The resumption of negotiations "will be next Monday, November 21, in the afternoon in the city of Caracas," read a statement posted to Twitter and signed by the Colombian High Commissioner for Peace, Danilo Rueda, and ELN peace delegation member Pablo Beltran.
Colombia has suffered more than half a century of armed conflict between the state and various groups of left-wing guerrillas, right-wing paramilitaries and drug traffickers.
President Gustavo Petro, who in August became Colombia's first-ever leftist leader, has vowed to take a less bellicose approach to seeking an end to the violence wrought by armed groups.
The new talks were announced in October, with Venezuela, Cuba and Norway acting as guarantors.
Dialogue was started in 2016 under ex-president Juan Manuel Santos, who signed a peace treaty with the larger Marxist Revolutionary Armed Forces of Colombia (FARC) rebel group, which subsequently laid down its weapons and created a political party.
The ELN is the last recognized rebel group operating in Colombia, although FARC dissidents that refused to sign the 2016 peace deal remain active.

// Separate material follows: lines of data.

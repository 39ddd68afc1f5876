/// Formats a bar value for display: millions as `M`, thousands as `K`,
/// anything smaller as a plain rounded integer.
pub fn format_value(value: f64) -> String {
    if value >= 1_000_000.0 {
        format!("{:.1}M", value / 1_000_000.0)
    } else if value >= 1_000.0 {
        format!("{:.1}K", value / 1_000.0)
    } else {
        format!("{}", value.round())
    }
}

/// Values below one million are drawn after the bar end; larger ones inside it.
pub fn value_inside_bar(value: f64) -> bool {
    value >= 1_000_000.0
}

#[cfg(test)]
mod tests {
    use super::{format_value, value_inside_bar};

    #[test]
    fn small_values_are_plain_integers() {
        assert_eq!(format_value(0.0), "0");
        assert_eq!(format_value(999.4), "999");
        assert_eq!(format_value(41.6), "42");
    }

    #[test]
    fn thousands_use_k_suffix() {
        assert_eq!(format_value(1_000.0), "1.0K");
        assert_eq!(format_value(25_340.0), "25.3K");
        assert_eq!(format_value(999_000.0), "999.0K");
    }

    #[test]
    fn millions_use_m_suffix() {
        assert_eq!(format_value(1_000_000.0), "1.0M");
        assert_eq!(format_value(10_480_000.0), "10.5M");
    }

    #[test]
    fn label_moves_inside_from_one_million() {
        assert!(!value_inside_bar(999_999.0));
        assert!(value_inside_bar(1_000_000.0));
    }
}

Talks were called off in 2019 by conservative then-president Ivan Duque following a car bomb attack on a police academy in Bogota that left 22 people dead.
The ELN's peace talks delegation spent four years based in Cuba, as they had been barred from returning to Colombia.

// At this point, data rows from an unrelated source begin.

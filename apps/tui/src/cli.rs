use clap::Parser;

use carstats::config;

#[derive(Debug, Parser)]
#[command(name = "carstats", version, about = "CarStats dashboard")]
pub struct CliArgs {
    /// Print stats and exit
    #[arg(long)]
    pub headless: bool,

    /// With --headless, print the brand output race instead of the stats
    #[arg(long)]
    pub race: bool,

    /// Print headless output as JSON
    #[arg(long)]
    pub json: bool,

    /// Enable debug logging
    #[arg(long)]
    pub debug: bool,

    /// Play a different `year,brand,value` CSV
    #[arg(long, value_name = "PATH")]
    pub dataset: Option<String>,

    /// Milliseconds per race tick
    #[arg(long = "tick-ms", value_name = "MS")]
    pub tick_ms: Option<u64>,

    /// Number of bars shown at once
    #[arg(long, value_name = "N")]
    pub top: Option<usize>,

    /// Let a short list of bars fill the whole chart height
    #[arg(long = "no-stretch-limit")]
    pub no_stretch_limit: bool,
}

impl CliArgs {
    pub fn apply_env_overrides(&self) {
        if let Some(path) = &self.dataset {
            std::env::set_var(config::DATASET, path);
        }
        if let Some(ms) = self.tick_ms {
            std::env::set_var(config::TICK_MS, ms.to_string());
        }
        if let Some(top) = self.top {
            std::env::set_var(config::TOP_N, top.to_string());
        }
        if self.no_stretch_limit {
            std::env::set_var(config::STRETCH_LIMIT, "off");
        }
        if self.debug && std::env::var(config::LOG).is_err() {
            std::env::set_var(config::LOG, "debug");
        }
    }
}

They left Cuba for Venezuela in October to begin the new talks promised by Petro, himself a former urban guerrilla.
The government and ELN have not yet released full lists of negotiators for the talks beginning Monday in the Venezuelan capital.

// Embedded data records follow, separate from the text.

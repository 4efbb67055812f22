//! Month schedule (solution) model.
//!
//! A month schedule is exactly one [`DailyAssignmentRow`] per
//! (employee, date) in the target month. It is the unit persisted by the
//! writer and rendered by the export layer.

use chrono::NaiveDate;
use serde::{Deserialize, Serialize};

use super::{Shift, ShiftSymbol};

/// One employee's symbol on one date.
#[derive(Debug, Clone, PartialEq, Eq, Serialize, Deserialize)]
pub struct DailyAssignmentRow {
    pub employee_id: String,
    pub date: NaiveDate,
    pub symbol: ShiftSymbol,
}

impl DailyAssignmentRow {
    pub fn new(employee_id: impl Into<String>, date: NaiveDate, symbol: ShiftSymbol) -> Self {
        Self {
            employee_id: employee_id.into(),
            date,
            symbol,
        }
    }
}

/// All assignment rows for one month.
#[derive(Debug, Clone, Default, PartialEq, Serialize, Deserialize)]
pub struct MonthSchedule {
    pub year: i32,
    pub month: u32,
    /// Rows ordered by date, then roster order.
    pub rows: Vec<DailyAssignmentRow>,
}

impl MonthSchedule {
    /// Creates an empty schedule for `year`-`month`.
    pub fn new(year: i32, month: u32) -> Self {
        Self {
            year,
            month,
            rows: Vec::new(),
        }
    }

    /// Appends a row.
    pub fn add_row(&mut self, row: DailyAssignmentRow) {
        self.rows.push(row);
    }

    /// Symbol for an employee on a date.
    pub fn symbol_for(&self, employee_id: &str, date: NaiveDate) -> Option<ShiftSymbol> {
        self.rows
            .iter()
            .find(|r| r.date == date && r.employee_id == employee_id)
            .map(|r| r.symbol)
    }

    /// All rows for an employee, chronological.
    pub fn rows_for_employee(&self, employee_id: &str) -> Vec<&DailyAssignmentRow> {
        self.rows
            .iter()
            .filter(|r| r.employee_id == employee_id)
            .collect()
    }

    /// All rows on a date, in roster order.
    pub fn rows_on(&self, date: NaiveDate) -> Vec<&DailyAssignmentRow> {
        self.rows.iter().filter(|r| r.date == date).collect()
    }

    /// How many times an employee has `symbol` this month.
    pub fn count_symbol(&self, employee_id: &str, symbol: ShiftSymbol) -> usize {
        self.rows
            .iter()
            .filter(|r| r.employee_id == employee_id && r.symbol == symbol)
            .count()
    }

    /// How many working days an employee spends on `shift` this month.
    pub fn count_shift(&self, employee_id: &str, shift: Shift) -> usize {
        self.rows
            .iter()
            .filter(|r| r.employee_id == employee_id && r.symbol.shift() == Some(shift))
            .count()
    }

    /// Headcount working `shift` on `date`.
    pub fn headcount(&self, date: NaiveDate, shift: Shift) -> usize {
        self.rows
            .iter()
            .filter(|r| r.date == date && r.symbol.shift() == Some(shift))
            .count()
    }

    /// Number of rows.
    pub fn row_count(&self) -> usize {
        self.rows.len()
    }

    pub fn is_empty(&self) -> bool {
        self.rows.is_empty()
    }
}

Colombia and Venezuela recently resumed relations after a 2019 rupture caused by Duque's refusal to recognize President Nicolas Maduro's reelection the year before in a vote widely condemned as a sham by the international community.
Duque had accused Venezuela's socialist leader of harboring rebels across the border.
But since Petro came to power, he has reestablished diplomatic ties with Caracas, allowing the Maduro government to help facilitate peace talks with the ELN.
Founded in 1964, the ELN has around 2,500 members, about 700 more than it did when negotiations were broken off.
It is mostly active in the Pacific region and along the 2,200-kilometer (1,370 miles) border with Venezuela.